Patients and Methods
Inspiratory and expiratory chest computed tomography (CT) images of 131 patients with COPD were examined, of which 84 were followed up for 3 years. The percentage of low attenuation volume (LAV%) and the square root of the wall area of a hypothetical airway with an internal perimeter of 10 mm (√Aaw at Pi10) were quantitatively measured using inspiratory chest CT. A hierarchical cluster analysis was performed using the DPM parameters at baseline. Five clusters were named according to the dominant DPM parameters: normal (NL), normal-GasTrap (NL-GT), GasTrap (GT), GasTrap-Emphysema (GT-EM), and Emphysema (EM).
Results
Women were predominantly diagnosed with GT. Forced expiratory volume in 1 s gradually decreased in the following order: NL, NL-GT, GT, GT-EM, and EM. DPMEmph correlated well with LAV%. Four clusters other than NL showed significantly higher values of √Aaw at Pi10 than NL; however, no significant differences were observed among them. In all clusters, DPMEmph increased after 3 years. DPMNormal only increased in the GT cluster.
Conclusion
Clusters using DPM parameters may reflect the characteristics of COPD and help understand the pathophysiology of the disease.
Abbreviations
√Aaw at Pi10, square root of the wall area of a hypothetical airway with an internal perimeter of 10 mm; ALX, low-frequency reactance; CT, computed tomography; COPD, chronic obstructive pulmonary disease; DPM, disease probability measure; EM, Emphysema cluster; FEV1, forced expiratory volume in 1s; FOT, forced oscillation technique; Fres, resonant frequency; FVC, forced vital capacity; GOLD, Global Initiative for Chronic Obstructive Lung Disease; GT, GasTrap cluster; GT-EM, GasTrap-Emphysema cluster; LABA, long-acting β2 agonist; LAV%, low attenuation volume; LAMA, long-acting muscarinic antagonist; NL, normal cluster; NL-GT, Normal-GasTrap cluster; PRM, parametric response mapping; Rrs, respiratory system resistance; Xrs, respiratory system reactance.
Data Sharing Statement
The data that support the findings of this study are available from the corresponding author upon reasonable request.

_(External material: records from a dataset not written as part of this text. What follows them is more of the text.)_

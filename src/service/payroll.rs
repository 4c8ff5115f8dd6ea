use crate::auth::auth::AuthUser;
use crate::error::{AppError, AppResult};
use crate::model::employee::round2;
use crate::model::payroll::{Payroll, PayrollFigures, month_bounds};
use crate::model::salary_advance::{AdvanceStatus, SalaryAdvance};
use crate::model::timesheet::TimesheetStatus;
use crate::service::employee;
use crate::service::salary_advance::ADVANCE_SELECT;
use crate::utils::db_utils::{BindValues, Filters, PageParams};
use chrono::{Months, NaiveDate};
use serde::{Deserialize, Serialize};
use sqlx::{MySql, MySqlPool, Transaction};
use tracing::{debug, info};
use utoipa::{IntoParams, ToSchema};

const PAYROLL_SELECT: &str = r#"
    SELECT id, employee_id, month, base_salary, allowances, overtime_pay, bonus, deductions,
           advance_deduction, net_salary, created_at
    FROM payroll
"#;

#[derive(Debug, Deserialize, ToSchema)]
pub struct CreatePayroll {
    #[schema(example = 1001)]
    pub employee_id: u64,
    /// Any day of the month; stored as the first
    #[schema(example = "2026-01-01", value_type = String, format = "date")]
    pub month: NaiveDate,
    #[schema(example = 50000.0)]
    pub base_salary: f64,
    #[serde(default)]
    pub allowances: f64,
    #[serde(default)]
    pub overtime_pay: f64,
    #[serde(default)]
    #[schema(example = 5000.0)]
    pub bonus: f64,
    #[serde(default)]
    #[schema(example = 2000.0)]
    pub deductions: f64,
}

#[derive(Debug, Deserialize, ToSchema)]
pub struct UpdatePayroll {
    #[schema(example = 52000.0)]
    pub base_salary: Option<f64>,
    pub allowances: Option<f64>,
    pub overtime_pay: Option<f64>,
    #[schema(example = 6000.0)]
    pub bonus: Option<f64>,
    #[schema(example = 2500.0)]
    pub deductions: Option<f64>,
}

#[derive(Debug, Deserialize, ToSchema)]
pub struct GeneratePayroll {
    pub employee_id: u64,
    #[schema(example = "2026-01-01", value_type = String, format = "date")]
    pub month: NaiveDate,
    #[serde(default)]
    pub absent_days: u32,
    #[serde(default)]
    pub bonus: f64,
}

#[derive(Debug, Deserialize, IntoParams)]
pub struct PayrollQuery {
    pub page: Option<u32>,
    pub per_page: Option<u32>,
    pub employee_id: Option<u64>,
    #[param(value_type = Option<String>, format = "date")]
    pub month: Option<NaiveDate>,
}

/// How a payroll run was put together.
#[derive(Debug, Serialize, ToSchema)]
pub struct GeneratedPayroll {
    pub payroll: Payroll,
    pub overtime_hours: f64,
    pub absent_days: u32,
    /// Advances an installment was withheld for
    pub advances_deducted: Vec<u64>,
}

/// Installment taken from one advance in a payroll run.
#[derive(Debug, Clone, PartialEq)]
pub struct AdvanceInstallment {
    pub advance_id: u64,
    pub amount: f64,
    pub remaining_balance: f64,
}

/// Works out what each paid advance gives up this month.
pub fn plan_installments(advances: &[SalaryAdvance]) -> Vec<AdvanceInstallment> {
    advances
        .iter()
        .filter_map(|advance| {
            let amount = advance.monthly_deduction();
            (amount > 0.0).then(|| AdvanceInstallment {
                advance_id: advance.id,
                amount,
                remaining_balance: round2((advance.remaining_balance - amount).max(0.0)),
            })
        })
        .collect()
}

fn first_of_month(day: NaiveDate) -> AppResult<(NaiveDate, NaiveDate)> {
    month_bounds(day).ok_or_else(|| AppError::bad_request("Invalid payroll month"))
}

fn check_amounts(values: &[f64]) -> AppResult<()> {
    if values.iter().any(|v| *v < 0.0) {
        return Err(AppError::bad_request("Payroll amounts must not be negative"));
    }
    Ok(())
}

async fn ensure_new_month(tx: &mut Transaction<'_, MySql>, employee_id: u64, month: NaiveDate) -> AppResult<()> {
    let existing = sqlx::query_scalar::<_, i64>(
        "SELECT COUNT(*) FROM payroll WHERE employee_id = ? AND month = ?",
    )
    .bind(employee_id)
    .bind(month)
    .fetch_one(&mut **tx)
    .await?;

    if existing > 0 {
        return Err(AppError::conflict("Payroll already exists for this month"));
    }
    Ok(())
}

async fn insert(
    tx: &mut Transaction<'_, MySql>,
    employee_id: u64,
    month: NaiveDate,
    figures: &PayrollFigures,
) -> Result<u64, sqlx::Error> {
    let id = sqlx::query(
        r#"
        INSERT INTO payroll
            (employee_id, month, base_salary, allowances, overtime_pay, bonus, deductions,
             advance_deduction, net_salary)
        VALUES (?, ?, ?, ?, ?, ?, ?, ?, ?)
        "#,
    )
    .bind(employee_id)
    .bind(month)
    .bind(figures.base_salary)
    .bind(figures.allowances)
    .bind(figures.overtime_pay)
    .bind(figures.bonus)
    .bind(figures.deductions)
    .bind(figures.advance_deduction)
    .bind(figures.net())
    .execute(&mut **tx)
    .await?
    .last_insert_id();
    Ok(id)
}

pub async fn get(pool: &MySqlPool, payroll_id: u64) -> AppResult<Payroll> {
    sqlx::query_as::<_, Payroll>(&format!("{} WHERE id = ?", PAYROLL_SELECT))
        .bind(payroll_id)
        .fetch_optional(pool)
        .await?
        .ok_or_else(|| AppError::not_found("Payroll not found"))
}

pub async fn create(pool: &MySqlPool, input: &CreatePayroll) -> AppResult<Payroll> {
    check_amounts(&[input.base_salary, input.allowances, input.overtime_pay, input.bonus, input.deductions])?;
    employee::get(pool, input.employee_id).await?;
    let (month, _) = first_of_month(input.month)?;

    let figures = PayrollFigures {
        base_salary: input.base_salary,
        allowances: input.allowances,
        overtime_pay: input.overtime_pay,
        bonus: input.bonus,
        deductions: input.deductions,
        advance_deduction: 0.0,
    };

    let mut tx = pool.begin().await?;
    ensure_new_month(&mut tx, input.employee_id, month).await?;
    let payroll_id = insert(&mut tx, input.employee_id, month, &figures).await?;
    tx.commit().await?;

    info!(payroll_id, employee_id = input.employee_id, %month, "Payroll created");
    get(pool, payroll_id).await
}

pub async fn update(pool: &MySqlPool, payroll_id: u64, input: &UpdatePayroll) -> AppResult<Payroll> {
    let current = get(pool, payroll_id).await?;

    let figures = PayrollFigures {
        base_salary: input.base_salary.unwrap_or(current.base_salary),
        allowances: input.allowances.unwrap_or(current.allowances),
        overtime_pay: input.overtime_pay.unwrap_or(current.overtime_pay),
        bonus: input.bonus.unwrap_or(current.bonus),
        deductions: input.deductions.unwrap_or(current.deductions),
        advance_deduction: current.advance_deduction,
    };
    check_amounts(&[figures.base_salary, figures.allowances, figures.overtime_pay, figures.bonus, figures.deductions])?;

    sqlx::query(
        r#"
        UPDATE payroll
        SET base_salary = ?, allowances = ?, overtime_pay = ?, bonus = ?, deductions = ?, net_salary = ?
        WHERE id = ?
        "#,
    )
    .bind(figures.base_salary)
    .bind(figures.allowances)
    .bind(figures.overtime_pay)
    .bind(figures.bonus)
    .bind(figures.deductions)
    .bind(figures.net())
    .bind(payroll_id)
    .execute(pool)
    .await?;

    info!(payroll_id, "Payroll updated");
    get(pool, payroll_id).await
}

/// Builds an employee's payroll for a month from their pay profile, approved
/// overtime and outstanding advances.
pub async fn generate(pool: &MySqlPool, input: &GeneratePayroll) -> AppResult<GeneratedPayroll> {
    check_amounts(&[input.bonus])?;
    let employee = employee::get(pool, input.employee_id).await?;
    let pay = employee.pay();
    let (month, month_end) = first_of_month(input.month)?;

    let mut tx = pool.begin().await?;
    ensure_new_month(&mut tx, employee.id, month).await?;

    let overtime_hours = sqlx::query_scalar::<_, f64>(
        r#"
        SELECT COALESCE(SUM(overtime_hours), 0)
        FROM timesheets
        WHERE employee_id = ? AND status = ? AND date BETWEEN ? AND ?
        "#,
    )
    .bind(employee.id)
    .bind(TimesheetStatus::Approved.as_ref())
    .bind(month)
    .bind(month_end)
    .fetch_one(&mut *tx)
    .await?;

    let advances = sqlx::query_as::<_, SalaryAdvance>(&format!(
        r#"{}
        WHERE employee_id = ? AND status = ? AND repayment_method = 'monthly_deduction'
          AND (next_deduction_date IS NULL OR next_deduction_date <= ?)
        ORDER BY id
        FOR UPDATE
        "#,
        ADVANCE_SELECT
    ))
    .bind(employee.id)
    .bind(AdvanceStatus::Paid.as_ref())
    .bind(month_end)
    .fetch_all(&mut *tx)
    .await?;

    let installments = plan_installments(&advances);
    let next_deduction = month
        .checked_add_months(Months::new(1))
        .ok_or_else(|| AppError::bad_request("Invalid payroll month"))?;

    for installment in &installments {
        let status = if installment.remaining_balance <= 0.0 {
            AdvanceStatus::Repaid
        } else {
            AdvanceStatus::Paid
        };
        debug!(advance_id = installment.advance_id, amount = installment.amount, "Withholding advance installment");

        sqlx::query(
            "UPDATE salary_advances SET remaining_balance = ?, status = ?, next_deduction_date = ? WHERE id = ?",
        )
        .bind(installment.remaining_balance)
        .bind(status.as_ref())
        .bind(next_deduction)
        .bind(installment.advance_id)
        .execute(&mut *tx)
        .await?;
    }

    let figures = PayrollFigures {
        base_salary: round2(pay.basic_salary),
        allowances: round2(pay.total_allowances()),
        overtime_pay: round2(pay.overtime_pay(overtime_hours)),
        bonus: round2(input.bonus),
        deductions: round2(pay.absent_deduction(input.absent_days)),
        advance_deduction: round2(installments.iter().map(|i| i.amount).sum()),
    };

    let payroll_id = insert(&mut tx, employee.id, month, &figures).await?;
    tx.commit().await?;

    info!(payroll_id, employee_id = employee.id, %month, net = figures.net(), "Payroll generated");

    Ok(GeneratedPayroll {
        payroll: get(pool, payroll_id).await?,
        overtime_hours,
        absent_days: input.absent_days,
        advances_deducted: installments.iter().map(|i| i.advance_id).collect(),
    })
}

pub async fn list(pool: &MySqlPool, user: &AuthUser, query: &PayrollQuery) -> AppResult<(Vec<Payroll>, PageParams, i64)> {
    let page = PageParams::new(query.page, query.per_page, 10);

    let employee_id = if user.is_hr_or_admin() {
        query.employee_id
    } else {
        Some(user.own_employee_id()?)
    };
    let month = query.month.map(first_of_month).transpose()?.map(|(first, _)| first);

    let mut filters = Filters::new();
    filters.push_opt("employee_id = ?", employee_id);
    filters.push_opt("month = ?", month);
    let where_clause = filters.where_clause();

    let total = sqlx::query_scalar::<_, i64>(&format!("SELECT COUNT(*) FROM payroll {}", where_clause))
        .bind_values(filters.values())
        .fetch_one(pool)
        .await?;

    let rows = sqlx::query_as::<_, Payroll>(&format!(
        "{} {} ORDER BY month DESC, id DESC LIMIT ? OFFSET ?",
        PAYROLL_SELECT, where_clause
    ))
    .bind_values(filters.values())
    .bind(page.per_page)
    .bind(page.offset())
    .fetch_all(pool)
    .await?;

    Ok((rows, page, total))
}

#[cfg(test)]
mod tests {
    use super::*;

    fn paid_advance(id: u64, approved: f64, installments: u32, remaining: f64) -> SalaryAdvance {
        let day = NaiveDate::from_ymd_opt(2026, 1, 1).unwrap();
        SalaryAdvance {
            id,
            employee_id: 1,
            amount: approved,
            approved_amount: Some(approved),
            reason: None,
            installments,
            repayment_method: "monthly_deduction".to_string(),
            status: "paid".to_string(),
            requested_date: day,
            approved_by: Some(1),
            approved_at: None,
            rejected_by: None,
            rejection_reason: None,
            paid_at: None,
            payment_method: None,
            payment_reference: None,
            next_deduction_date: Some(day),
            remaining_balance: remaining,
            notes: None,
            created_at: day.and_hms_opt(0, 0, 0).unwrap(),
        }
    }

    #[test]
    fn installments_reduce_remaining_balance() {
        let plan = plan_installments(&[paid_advance(1, 900.0, 3, 900.0), paid_advance(2, 500.0, 2, 100.0)]);
        assert_eq!(
            plan,
            vec![
                AdvanceInstallment { advance_id: 1, amount: 300.0, remaining_balance: 600.0 },
                AdvanceInstallment { advance_id: 2, amount: 100.0, remaining_balance: 0.0 },
            ]
        );
    }

    #[test]
    fn settled_advances_are_skipped() {
        assert!(plan_installments(&[paid_advance(1, 900.0, 3, 0.0)]).is_empty());
    }

    #[test]
    fn generate_payload_defaults() {
        let input: GeneratePayroll =
            serde_json::from_value(serde_json::json!({ "employee_id": 1, "month": "2026-02-10" })).unwrap();
        assert_eq!(input.absent_days, 0);
        assert_eq!(first_of_month(input.month).unwrap().0, NaiveDate::from_ymd_opt(2026, 2, 1).unwrap());
    }
}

Ethics Approval and Informed Consent
This study was approved by the Ethics Committee of SUMS (registration number: 27-11) and conformed to the tenets of the Declaration of Helsinki, and all participants provided written informed consent prior to their participation.
Acknowledgments
The authors would like to thank Yoko Naito, Yukie Miyatake, Yasutaka Horii, Makoto Yamasaki, and Fuko Kikuchi for their continued help throughout the study.
Author Contributions
YM and EO conceived the idea of the study. All authors made a significant contribution to the work reported, whether that is in the conception, study design, execution, acquisition of data, analysis and interpretation, or in all these areas; took part in drafting, revising or critically reviewing the article; gave final approval of the version to be published; have agreed on the journal to which the article has been submitted; and agree to be accountable for all aspects of the work.
Disclosure
The authors report no conflicts of interest in this work.